Which lines of the records below contain the word "directives"? Copy each of them out.

SOURCE MATERIAL:
§

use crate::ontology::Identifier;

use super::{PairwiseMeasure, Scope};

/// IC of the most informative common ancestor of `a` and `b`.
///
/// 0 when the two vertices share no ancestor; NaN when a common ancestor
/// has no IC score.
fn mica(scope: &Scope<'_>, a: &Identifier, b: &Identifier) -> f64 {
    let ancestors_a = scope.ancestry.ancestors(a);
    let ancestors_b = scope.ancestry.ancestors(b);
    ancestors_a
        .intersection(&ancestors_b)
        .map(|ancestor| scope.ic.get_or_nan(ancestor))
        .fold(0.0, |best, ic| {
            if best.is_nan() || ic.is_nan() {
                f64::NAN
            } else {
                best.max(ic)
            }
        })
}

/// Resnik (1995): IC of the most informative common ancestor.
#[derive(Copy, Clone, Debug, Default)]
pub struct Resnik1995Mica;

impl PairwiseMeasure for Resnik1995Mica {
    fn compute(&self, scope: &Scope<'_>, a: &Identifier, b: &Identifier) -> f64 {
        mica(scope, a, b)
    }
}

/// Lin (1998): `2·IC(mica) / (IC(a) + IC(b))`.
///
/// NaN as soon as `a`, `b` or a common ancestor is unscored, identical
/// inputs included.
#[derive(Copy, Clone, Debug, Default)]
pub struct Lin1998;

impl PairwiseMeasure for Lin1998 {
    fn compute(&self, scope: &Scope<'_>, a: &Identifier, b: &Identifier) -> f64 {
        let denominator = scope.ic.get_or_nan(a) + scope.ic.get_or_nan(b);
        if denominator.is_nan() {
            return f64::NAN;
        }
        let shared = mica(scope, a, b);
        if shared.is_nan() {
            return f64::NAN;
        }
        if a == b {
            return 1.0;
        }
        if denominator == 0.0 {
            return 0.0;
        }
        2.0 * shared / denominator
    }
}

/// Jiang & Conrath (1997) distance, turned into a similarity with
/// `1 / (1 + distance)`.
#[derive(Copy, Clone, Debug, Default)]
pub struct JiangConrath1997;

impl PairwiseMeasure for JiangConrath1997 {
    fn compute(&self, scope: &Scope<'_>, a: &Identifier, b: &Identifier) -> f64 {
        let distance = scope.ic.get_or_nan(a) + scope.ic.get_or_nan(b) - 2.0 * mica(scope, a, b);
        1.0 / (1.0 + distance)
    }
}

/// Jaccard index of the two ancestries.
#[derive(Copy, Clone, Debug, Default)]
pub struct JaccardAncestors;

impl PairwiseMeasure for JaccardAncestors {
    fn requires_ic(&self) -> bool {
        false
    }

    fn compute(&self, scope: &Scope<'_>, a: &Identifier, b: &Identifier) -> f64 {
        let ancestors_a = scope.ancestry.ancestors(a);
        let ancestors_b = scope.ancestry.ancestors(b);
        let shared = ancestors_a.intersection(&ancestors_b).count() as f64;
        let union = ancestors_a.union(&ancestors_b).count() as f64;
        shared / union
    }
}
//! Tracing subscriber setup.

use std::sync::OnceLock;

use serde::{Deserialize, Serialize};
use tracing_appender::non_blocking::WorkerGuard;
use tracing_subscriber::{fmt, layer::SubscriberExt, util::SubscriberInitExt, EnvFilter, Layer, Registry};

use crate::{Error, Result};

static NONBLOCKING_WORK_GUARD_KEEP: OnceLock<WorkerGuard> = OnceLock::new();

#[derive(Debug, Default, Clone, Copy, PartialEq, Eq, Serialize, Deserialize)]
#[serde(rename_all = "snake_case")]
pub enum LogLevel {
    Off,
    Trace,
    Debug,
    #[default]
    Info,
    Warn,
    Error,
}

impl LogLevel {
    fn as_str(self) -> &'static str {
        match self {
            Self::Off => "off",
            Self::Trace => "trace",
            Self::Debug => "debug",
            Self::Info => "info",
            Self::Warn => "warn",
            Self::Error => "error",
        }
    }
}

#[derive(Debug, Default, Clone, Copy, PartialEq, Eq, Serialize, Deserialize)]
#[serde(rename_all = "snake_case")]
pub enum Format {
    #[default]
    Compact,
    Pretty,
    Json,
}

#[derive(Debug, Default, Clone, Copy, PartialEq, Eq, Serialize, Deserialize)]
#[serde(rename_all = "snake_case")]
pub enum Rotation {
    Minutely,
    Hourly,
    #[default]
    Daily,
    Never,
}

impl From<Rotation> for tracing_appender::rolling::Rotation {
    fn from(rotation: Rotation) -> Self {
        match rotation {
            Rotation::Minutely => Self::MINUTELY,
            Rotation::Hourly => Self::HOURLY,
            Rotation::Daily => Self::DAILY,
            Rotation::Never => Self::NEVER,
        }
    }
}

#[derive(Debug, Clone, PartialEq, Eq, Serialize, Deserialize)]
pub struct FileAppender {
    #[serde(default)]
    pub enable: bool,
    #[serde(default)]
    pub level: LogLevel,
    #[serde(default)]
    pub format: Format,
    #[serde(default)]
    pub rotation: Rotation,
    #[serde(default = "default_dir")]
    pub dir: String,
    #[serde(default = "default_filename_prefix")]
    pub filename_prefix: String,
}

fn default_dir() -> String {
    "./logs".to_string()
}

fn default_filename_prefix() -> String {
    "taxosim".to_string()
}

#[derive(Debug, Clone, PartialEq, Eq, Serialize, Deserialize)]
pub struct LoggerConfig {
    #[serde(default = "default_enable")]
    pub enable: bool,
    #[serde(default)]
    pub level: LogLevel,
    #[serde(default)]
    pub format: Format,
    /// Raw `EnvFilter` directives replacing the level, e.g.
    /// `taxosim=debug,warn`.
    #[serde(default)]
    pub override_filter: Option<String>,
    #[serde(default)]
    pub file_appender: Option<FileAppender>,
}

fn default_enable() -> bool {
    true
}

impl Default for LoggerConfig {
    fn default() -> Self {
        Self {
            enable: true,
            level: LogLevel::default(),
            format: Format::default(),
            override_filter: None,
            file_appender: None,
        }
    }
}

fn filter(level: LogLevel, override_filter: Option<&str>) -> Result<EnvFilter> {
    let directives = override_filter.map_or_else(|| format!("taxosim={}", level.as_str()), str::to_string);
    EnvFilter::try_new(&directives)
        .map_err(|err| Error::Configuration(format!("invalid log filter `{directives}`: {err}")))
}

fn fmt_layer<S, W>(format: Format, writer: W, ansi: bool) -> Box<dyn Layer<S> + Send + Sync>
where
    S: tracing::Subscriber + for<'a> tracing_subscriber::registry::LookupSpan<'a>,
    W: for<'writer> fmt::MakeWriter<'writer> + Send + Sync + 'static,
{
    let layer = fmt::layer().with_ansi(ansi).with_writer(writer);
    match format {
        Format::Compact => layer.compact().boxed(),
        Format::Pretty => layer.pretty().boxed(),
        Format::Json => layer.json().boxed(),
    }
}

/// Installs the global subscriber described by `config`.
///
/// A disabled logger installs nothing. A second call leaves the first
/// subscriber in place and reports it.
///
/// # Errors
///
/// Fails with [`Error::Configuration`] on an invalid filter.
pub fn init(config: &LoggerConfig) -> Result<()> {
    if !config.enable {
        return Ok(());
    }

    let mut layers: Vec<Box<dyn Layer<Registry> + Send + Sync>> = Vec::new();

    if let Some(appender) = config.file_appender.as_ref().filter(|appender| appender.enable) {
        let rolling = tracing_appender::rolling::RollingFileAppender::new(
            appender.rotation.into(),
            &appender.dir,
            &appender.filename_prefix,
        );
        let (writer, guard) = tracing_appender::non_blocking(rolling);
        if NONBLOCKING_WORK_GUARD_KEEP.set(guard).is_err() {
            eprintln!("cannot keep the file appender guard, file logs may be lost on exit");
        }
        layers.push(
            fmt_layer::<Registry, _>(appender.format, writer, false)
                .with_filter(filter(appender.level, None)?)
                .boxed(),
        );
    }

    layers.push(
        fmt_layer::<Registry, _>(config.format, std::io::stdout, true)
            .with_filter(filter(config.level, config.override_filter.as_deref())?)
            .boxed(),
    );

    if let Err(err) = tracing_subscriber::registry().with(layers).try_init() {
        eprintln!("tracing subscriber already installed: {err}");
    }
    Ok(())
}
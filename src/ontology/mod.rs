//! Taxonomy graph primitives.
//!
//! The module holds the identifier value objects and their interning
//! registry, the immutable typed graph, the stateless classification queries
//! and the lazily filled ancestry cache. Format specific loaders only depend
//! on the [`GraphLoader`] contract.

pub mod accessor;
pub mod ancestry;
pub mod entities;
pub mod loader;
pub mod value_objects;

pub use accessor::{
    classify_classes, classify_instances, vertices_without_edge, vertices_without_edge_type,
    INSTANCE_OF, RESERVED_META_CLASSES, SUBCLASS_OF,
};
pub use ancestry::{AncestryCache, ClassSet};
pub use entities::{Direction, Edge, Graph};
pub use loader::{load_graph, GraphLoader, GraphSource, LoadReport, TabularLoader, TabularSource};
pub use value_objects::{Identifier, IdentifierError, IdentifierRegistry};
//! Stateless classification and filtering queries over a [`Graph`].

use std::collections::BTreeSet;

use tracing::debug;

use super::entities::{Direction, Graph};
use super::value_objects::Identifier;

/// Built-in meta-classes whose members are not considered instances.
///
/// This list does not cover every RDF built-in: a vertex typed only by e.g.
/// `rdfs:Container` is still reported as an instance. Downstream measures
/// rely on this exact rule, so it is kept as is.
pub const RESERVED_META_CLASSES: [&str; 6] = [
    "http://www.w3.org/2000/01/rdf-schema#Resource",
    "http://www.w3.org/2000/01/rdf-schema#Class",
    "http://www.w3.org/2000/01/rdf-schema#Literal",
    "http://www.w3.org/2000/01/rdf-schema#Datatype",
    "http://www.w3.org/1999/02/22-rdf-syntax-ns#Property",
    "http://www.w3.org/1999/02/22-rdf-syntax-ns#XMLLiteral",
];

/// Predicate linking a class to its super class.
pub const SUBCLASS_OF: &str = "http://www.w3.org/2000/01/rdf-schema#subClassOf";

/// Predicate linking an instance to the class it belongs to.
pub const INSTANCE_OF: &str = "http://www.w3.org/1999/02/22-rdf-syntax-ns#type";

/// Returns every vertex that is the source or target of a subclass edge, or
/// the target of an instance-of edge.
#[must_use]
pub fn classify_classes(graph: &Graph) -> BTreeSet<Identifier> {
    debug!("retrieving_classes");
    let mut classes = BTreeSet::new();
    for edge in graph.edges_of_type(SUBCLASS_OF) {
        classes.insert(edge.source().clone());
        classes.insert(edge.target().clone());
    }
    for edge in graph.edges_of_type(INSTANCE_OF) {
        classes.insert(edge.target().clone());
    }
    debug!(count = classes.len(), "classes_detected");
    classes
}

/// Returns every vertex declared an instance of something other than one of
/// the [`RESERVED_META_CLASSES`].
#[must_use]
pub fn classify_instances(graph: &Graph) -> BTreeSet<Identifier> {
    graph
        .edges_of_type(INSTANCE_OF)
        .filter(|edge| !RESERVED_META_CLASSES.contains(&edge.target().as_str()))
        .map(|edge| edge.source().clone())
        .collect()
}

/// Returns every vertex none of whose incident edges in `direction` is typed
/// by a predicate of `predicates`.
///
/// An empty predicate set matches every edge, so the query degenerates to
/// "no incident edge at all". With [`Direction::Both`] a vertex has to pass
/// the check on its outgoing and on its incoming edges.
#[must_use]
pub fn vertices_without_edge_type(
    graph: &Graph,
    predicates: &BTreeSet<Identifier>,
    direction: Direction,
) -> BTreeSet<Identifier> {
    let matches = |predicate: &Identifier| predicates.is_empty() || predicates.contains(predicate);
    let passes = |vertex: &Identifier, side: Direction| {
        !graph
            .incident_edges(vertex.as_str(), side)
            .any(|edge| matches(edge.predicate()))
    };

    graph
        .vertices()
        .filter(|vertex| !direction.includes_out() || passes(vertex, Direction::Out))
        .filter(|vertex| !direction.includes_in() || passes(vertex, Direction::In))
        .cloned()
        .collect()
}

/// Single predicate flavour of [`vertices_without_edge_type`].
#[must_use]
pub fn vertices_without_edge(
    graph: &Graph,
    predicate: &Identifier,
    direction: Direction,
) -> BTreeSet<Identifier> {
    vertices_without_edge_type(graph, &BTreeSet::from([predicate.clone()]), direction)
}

§

ANSWER SPACE:
    /// Raw `EnvFilter` directives replacing the level, e.g.
    let directives = override_filter.map_or_else(|| format!("taxosim={}", level.as_str()), str::to_string);
    EnvFilter::try_new(&directives)
        .map_err(|err| Error::Configuration(format!("invalid log filter `{directives}`: {err}")))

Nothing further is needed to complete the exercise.